• _Directions_
In the data, extract each line that holds the string "state".

• _Task inputs_
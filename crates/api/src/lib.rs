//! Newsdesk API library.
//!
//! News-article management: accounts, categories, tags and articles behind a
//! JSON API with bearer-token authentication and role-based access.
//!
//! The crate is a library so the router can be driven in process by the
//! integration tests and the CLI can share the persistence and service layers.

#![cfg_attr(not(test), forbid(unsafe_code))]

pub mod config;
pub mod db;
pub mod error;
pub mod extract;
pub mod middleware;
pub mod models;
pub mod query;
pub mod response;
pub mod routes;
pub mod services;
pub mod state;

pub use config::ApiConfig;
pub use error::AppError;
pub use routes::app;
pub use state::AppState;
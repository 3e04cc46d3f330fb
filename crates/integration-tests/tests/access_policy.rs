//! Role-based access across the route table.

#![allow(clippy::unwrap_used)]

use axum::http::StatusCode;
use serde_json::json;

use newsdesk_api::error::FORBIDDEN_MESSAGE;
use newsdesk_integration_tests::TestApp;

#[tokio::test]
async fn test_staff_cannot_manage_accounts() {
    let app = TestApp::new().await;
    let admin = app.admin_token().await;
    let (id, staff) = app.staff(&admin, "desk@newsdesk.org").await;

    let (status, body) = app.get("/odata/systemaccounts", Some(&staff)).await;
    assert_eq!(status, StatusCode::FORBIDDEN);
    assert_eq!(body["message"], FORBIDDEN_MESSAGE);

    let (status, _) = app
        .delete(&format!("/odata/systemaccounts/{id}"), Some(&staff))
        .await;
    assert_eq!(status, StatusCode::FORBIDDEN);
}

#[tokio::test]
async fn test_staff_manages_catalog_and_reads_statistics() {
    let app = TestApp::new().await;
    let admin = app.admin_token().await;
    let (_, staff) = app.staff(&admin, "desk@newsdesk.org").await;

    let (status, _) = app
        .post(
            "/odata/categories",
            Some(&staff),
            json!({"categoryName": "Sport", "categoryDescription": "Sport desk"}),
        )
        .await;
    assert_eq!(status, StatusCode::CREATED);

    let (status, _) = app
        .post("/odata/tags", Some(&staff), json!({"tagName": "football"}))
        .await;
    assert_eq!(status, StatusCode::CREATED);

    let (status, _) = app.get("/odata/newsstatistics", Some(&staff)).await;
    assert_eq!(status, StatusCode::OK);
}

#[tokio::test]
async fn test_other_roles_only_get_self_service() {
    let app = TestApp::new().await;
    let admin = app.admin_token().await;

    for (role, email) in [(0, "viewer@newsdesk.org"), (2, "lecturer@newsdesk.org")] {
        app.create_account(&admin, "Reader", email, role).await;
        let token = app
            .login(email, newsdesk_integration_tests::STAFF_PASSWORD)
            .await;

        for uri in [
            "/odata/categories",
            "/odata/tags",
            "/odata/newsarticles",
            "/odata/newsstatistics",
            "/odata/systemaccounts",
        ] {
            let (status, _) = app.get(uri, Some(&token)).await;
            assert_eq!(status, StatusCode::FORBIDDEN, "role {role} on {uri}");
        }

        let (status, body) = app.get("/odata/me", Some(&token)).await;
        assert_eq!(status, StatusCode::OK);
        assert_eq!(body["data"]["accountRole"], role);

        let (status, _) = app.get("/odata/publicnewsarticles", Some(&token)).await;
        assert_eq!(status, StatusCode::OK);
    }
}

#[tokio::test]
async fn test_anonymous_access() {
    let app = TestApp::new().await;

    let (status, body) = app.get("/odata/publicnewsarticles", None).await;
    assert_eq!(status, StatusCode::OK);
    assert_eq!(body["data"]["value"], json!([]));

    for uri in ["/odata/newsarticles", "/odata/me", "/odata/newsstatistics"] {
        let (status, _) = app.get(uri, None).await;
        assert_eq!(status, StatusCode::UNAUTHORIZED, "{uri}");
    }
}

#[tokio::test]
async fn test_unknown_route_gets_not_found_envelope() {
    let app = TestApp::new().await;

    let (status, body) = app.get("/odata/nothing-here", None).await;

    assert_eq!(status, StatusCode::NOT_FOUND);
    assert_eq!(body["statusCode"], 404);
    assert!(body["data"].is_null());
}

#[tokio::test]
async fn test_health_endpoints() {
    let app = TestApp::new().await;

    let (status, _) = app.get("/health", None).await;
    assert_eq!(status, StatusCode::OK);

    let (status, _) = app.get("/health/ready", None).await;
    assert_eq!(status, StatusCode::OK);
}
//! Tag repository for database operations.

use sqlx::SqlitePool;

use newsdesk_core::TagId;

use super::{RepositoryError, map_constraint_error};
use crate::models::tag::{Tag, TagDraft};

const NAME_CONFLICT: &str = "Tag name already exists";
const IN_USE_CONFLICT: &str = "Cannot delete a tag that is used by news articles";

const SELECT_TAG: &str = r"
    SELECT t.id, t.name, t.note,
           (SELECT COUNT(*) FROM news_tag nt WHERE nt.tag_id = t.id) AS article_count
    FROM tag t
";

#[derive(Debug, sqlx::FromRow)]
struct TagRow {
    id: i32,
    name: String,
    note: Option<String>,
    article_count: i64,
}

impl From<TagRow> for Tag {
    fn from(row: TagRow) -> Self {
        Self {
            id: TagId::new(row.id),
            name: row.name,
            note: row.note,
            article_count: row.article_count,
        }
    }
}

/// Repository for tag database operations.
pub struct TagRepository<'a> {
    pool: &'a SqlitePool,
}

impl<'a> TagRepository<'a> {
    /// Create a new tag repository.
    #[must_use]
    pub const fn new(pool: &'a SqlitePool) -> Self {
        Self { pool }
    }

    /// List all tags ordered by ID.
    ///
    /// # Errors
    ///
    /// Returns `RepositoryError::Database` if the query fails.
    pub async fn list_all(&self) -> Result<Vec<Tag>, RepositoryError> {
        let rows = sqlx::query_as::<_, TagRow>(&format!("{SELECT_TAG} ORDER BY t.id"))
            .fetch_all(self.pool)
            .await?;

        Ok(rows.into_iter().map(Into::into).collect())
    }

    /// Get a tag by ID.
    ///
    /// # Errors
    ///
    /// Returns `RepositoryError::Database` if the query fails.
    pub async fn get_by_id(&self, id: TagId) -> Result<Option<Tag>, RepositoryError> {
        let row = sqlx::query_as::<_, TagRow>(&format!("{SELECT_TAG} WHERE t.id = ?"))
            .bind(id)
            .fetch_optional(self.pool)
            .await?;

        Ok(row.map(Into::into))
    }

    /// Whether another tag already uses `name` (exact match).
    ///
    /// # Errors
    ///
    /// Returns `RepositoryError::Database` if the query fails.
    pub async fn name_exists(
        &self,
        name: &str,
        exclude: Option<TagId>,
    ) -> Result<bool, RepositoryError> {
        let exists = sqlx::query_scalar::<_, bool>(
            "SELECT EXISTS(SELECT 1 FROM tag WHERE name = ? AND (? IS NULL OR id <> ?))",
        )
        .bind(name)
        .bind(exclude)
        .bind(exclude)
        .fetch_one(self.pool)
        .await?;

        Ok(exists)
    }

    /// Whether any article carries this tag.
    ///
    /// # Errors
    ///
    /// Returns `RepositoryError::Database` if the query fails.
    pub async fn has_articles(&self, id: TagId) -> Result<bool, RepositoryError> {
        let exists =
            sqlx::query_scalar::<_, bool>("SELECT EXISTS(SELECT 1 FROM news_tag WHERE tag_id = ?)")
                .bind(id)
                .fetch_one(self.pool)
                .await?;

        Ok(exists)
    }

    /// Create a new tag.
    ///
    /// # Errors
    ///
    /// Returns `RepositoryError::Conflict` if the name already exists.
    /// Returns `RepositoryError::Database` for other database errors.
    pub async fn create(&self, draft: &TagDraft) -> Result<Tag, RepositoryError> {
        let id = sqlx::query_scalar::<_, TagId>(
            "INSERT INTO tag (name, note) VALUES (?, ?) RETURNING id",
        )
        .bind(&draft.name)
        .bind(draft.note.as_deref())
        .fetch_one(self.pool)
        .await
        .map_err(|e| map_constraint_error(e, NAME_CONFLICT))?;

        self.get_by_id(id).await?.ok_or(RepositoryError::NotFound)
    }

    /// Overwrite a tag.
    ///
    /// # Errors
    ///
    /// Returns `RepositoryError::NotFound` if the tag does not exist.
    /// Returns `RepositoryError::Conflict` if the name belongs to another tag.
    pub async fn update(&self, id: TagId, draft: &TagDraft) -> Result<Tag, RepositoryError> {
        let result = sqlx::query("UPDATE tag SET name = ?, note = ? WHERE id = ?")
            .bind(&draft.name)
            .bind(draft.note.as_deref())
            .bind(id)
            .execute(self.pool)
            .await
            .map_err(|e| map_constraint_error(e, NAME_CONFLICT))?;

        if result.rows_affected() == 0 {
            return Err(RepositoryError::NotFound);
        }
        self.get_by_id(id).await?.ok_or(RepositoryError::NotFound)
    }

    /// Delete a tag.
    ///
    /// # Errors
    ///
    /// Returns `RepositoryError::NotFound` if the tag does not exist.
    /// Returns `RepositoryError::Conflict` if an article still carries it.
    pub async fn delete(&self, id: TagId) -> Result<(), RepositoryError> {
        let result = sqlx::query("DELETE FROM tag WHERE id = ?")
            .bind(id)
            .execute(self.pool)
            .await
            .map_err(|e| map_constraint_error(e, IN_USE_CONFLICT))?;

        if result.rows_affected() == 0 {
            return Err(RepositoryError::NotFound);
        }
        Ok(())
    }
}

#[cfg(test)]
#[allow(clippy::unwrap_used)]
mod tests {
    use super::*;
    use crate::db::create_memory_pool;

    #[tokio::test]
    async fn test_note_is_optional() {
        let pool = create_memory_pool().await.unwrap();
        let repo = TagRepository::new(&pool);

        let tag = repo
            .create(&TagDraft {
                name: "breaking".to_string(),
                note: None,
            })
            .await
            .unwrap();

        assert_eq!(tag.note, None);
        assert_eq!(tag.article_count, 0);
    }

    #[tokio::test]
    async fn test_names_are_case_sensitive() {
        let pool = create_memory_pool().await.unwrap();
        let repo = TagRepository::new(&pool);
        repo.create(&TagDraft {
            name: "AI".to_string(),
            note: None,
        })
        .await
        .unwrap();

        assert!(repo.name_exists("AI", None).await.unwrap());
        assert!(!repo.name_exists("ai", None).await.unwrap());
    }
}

• _Final answer_
pub mod state;
pub use state::AppState;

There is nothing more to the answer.